REPUBLIKA.CO.ID, JAKARTA -- Silk Road Fund (SRF) China dan Indonesia Investment Authority (INA) mengambil 40 persen saham di anak perusahaan farmasi milik negara Indonesia PT Kimia Farma. Investasi tersebut sebesar Rp 1,86 triliun atau 120 juta dolar AS.
Dilansir dari dealstreetasia pada Senin (14/11/2022), Kimia Farma akan menggunakan uang itu untuk ekspansi bisnis dan modal kerja. Pada Juli 2022, SRF menandatangani perjanjian dengan Indonesia untuk berinvestasi sekitar 3 miliar dolar AS di Indonesia, terutama di perusahaan yang mempromosikan konektivitas ekonomi antara kedua negara.
Kedua investor tersebut juga akan berpartisipasi dalam rights issue Kimia Farma yang telah disetujui dalam rapat umum pemegang saham bulan lalu. Perseroan berencana melepas 25 persen sahamnya ke publik dalam penerbitan tersebut, dengan target penggalangan dana sekitar Rp 4,5 triliun atau 292,76 juta dolar AS.
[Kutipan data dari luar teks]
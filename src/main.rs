use std::net::{IpAddr, SocketAddr};
use std::path::PathBuf;
use std::time::Duration;

use clap::{Parser, Subcommand};
use tollgate::correlation::{DEFAULT_BLOCKED_CAPACITY, DEFAULT_DEDUP_CAPACITY};
use tollgate::service::{self, FilterConfig, ServerConfig};

#[derive(Parser)]
#[command(name = "tollgate")]
#[command(about = "DNS filter for netfilter queues", long_about = None)]
struct Cli {
    /// Increase log verbosity (-v debug, -vv trace)
    #[arg(short, long, action = clap::ArgAction::Count, global = true)]
    verbose: u8,

    #[command(subcommand)]
    command: Command,
}

#[derive(Subcommand)]
enum Command {
    /// Filter DNS packets delivered to a netfilter queue
    Filter(FilterArgs),
    /// Answer DNS queries from a static record table
    Serve(ServeArgs),
}

#[derive(clap::Args)]
struct FilterArgs {
    /// Rules file path
    #[arg(short, long, default_value = "dns_rules.txt")]
    rules: PathBuf,

    /// Netfilter queue number
    #[arg(short, long, default_value = "5")]
    queue_num: u16,

    /// Recent requests remembered for deduplication
    #[arg(long, default_value_t = DEFAULT_DEDUP_CAPACITY)]
    dedup_capacity: usize,

    /// Blocked names remembered for response filtering
    #[arg(long, default_value_t = DEFAULT_BLOCKED_CAPACITY)]
    blocked_capacity: usize,

    /// Seconds between statistics log lines
    #[arg(long, default_value = "60")]
    stats_interval: u64,
}

#[derive(clap::Args)]
struct ServeArgs {
    /// Local port to listen on
    #[arg(short, long, default_value = "53")]
    port: u16,

    /// Bind address
    #[arg(short, long, default_value = "0.0.0.0")]
    bind: IpAddr,

    /// Records file (`<name> <ipv4>` per line)
    #[arg(short, long)]
    records: Option<PathBuf>,
}

fn main() {
    let cli = Cli::parse();
    setup_tracing(cli.verbose);

    if let Err(e) = dispatch(cli.command) {
        eprintln!("error: {e}");
        std::process::exit(1);
    }
}

fn dispatch(command: Command) -> tollgate::Result<()> {
    match command {
        Command::Filter(args) => service::run_filter(FilterConfig {
            queue_num: args.queue_num,
            rules_path: args.rules,
            dedup_capacity: args.dedup_capacity,
            blocked_capacity: args.blocked_capacity,
            stats_interval: Duration::from_secs(args.stats_interval),
        }),
        Command::Serve(args) => {
            let config = ServerConfig {
                bind_addr: SocketAddr::new(args.bind, args.port),
                records_path: args.records,
            };

            let rt = tokio::runtime::Builder::new_current_thread()
                .enable_all()
                .build()?;

            let local = tokio::task::LocalSet::new();
            local.block_on(&rt, service::run_server(config))
        }
    }
}

fn setup_tracing(verbose: u8) {
    let level = match verbose {
        0 => "info",
        1 => "debug",
        _ => "trace",
    };

    let filter = std::env::var("TOLLGATE_LOG").unwrap_or_else(|_| level.to_string());

    tracing_subscriber::fmt()
        .with_env_filter(tracing_subscriber::EnvFilter::new(filter))
        .with_writer(std::io::stderr)
        .init();
}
Dana tersebut akan digunakan untuk mendukung rencana ekspansi dan meningkatkan layanan kesehatan di Indonesia. Pascatransaksi, kepemilikan Bio Farma di Kimia Farma akan berkurang, namun tetap memiliki saham mayoritas di perusahaan tersebut. Bio Farma, badan usaha milik negara Indonesia, memegang 90,02 persen saham Kimia Farma, sedangkan sisanya dimiliki oleh investor publik.
Direktur Utama Kimia Farma, David Utama, mengatakan, adanya investasi dari INA dan SRF maka perseroan dapat memperluas jaringan bisnisnya hingga ke mancanegara. "Investasi juga akan memperkuat Bisnis Kimia Farma meliputi farmasi, bahan baku, manufaktur, farmasi dan layanan kesehatan. Saat ini, memiliki 10 pabrik, 48 pusat distribusi, 1.187 toko farmasi ritel, 410 layanan kesehatan dan 72 laboratorium diagnostik," kata dia.
Pada semester I 2022, pendapatan Kimia Farma turun 20,4 persen secara tahunan menjadi Rp 4,4 triliun. Pada periode yang sama, Kimia Farma mengalami kerugian sebesar Rp 205,12 miliar, dibandingkan dengan laba Rp 57,6 miliar pada Semester I 2021 karena penurunan permintaan setelah pandemi.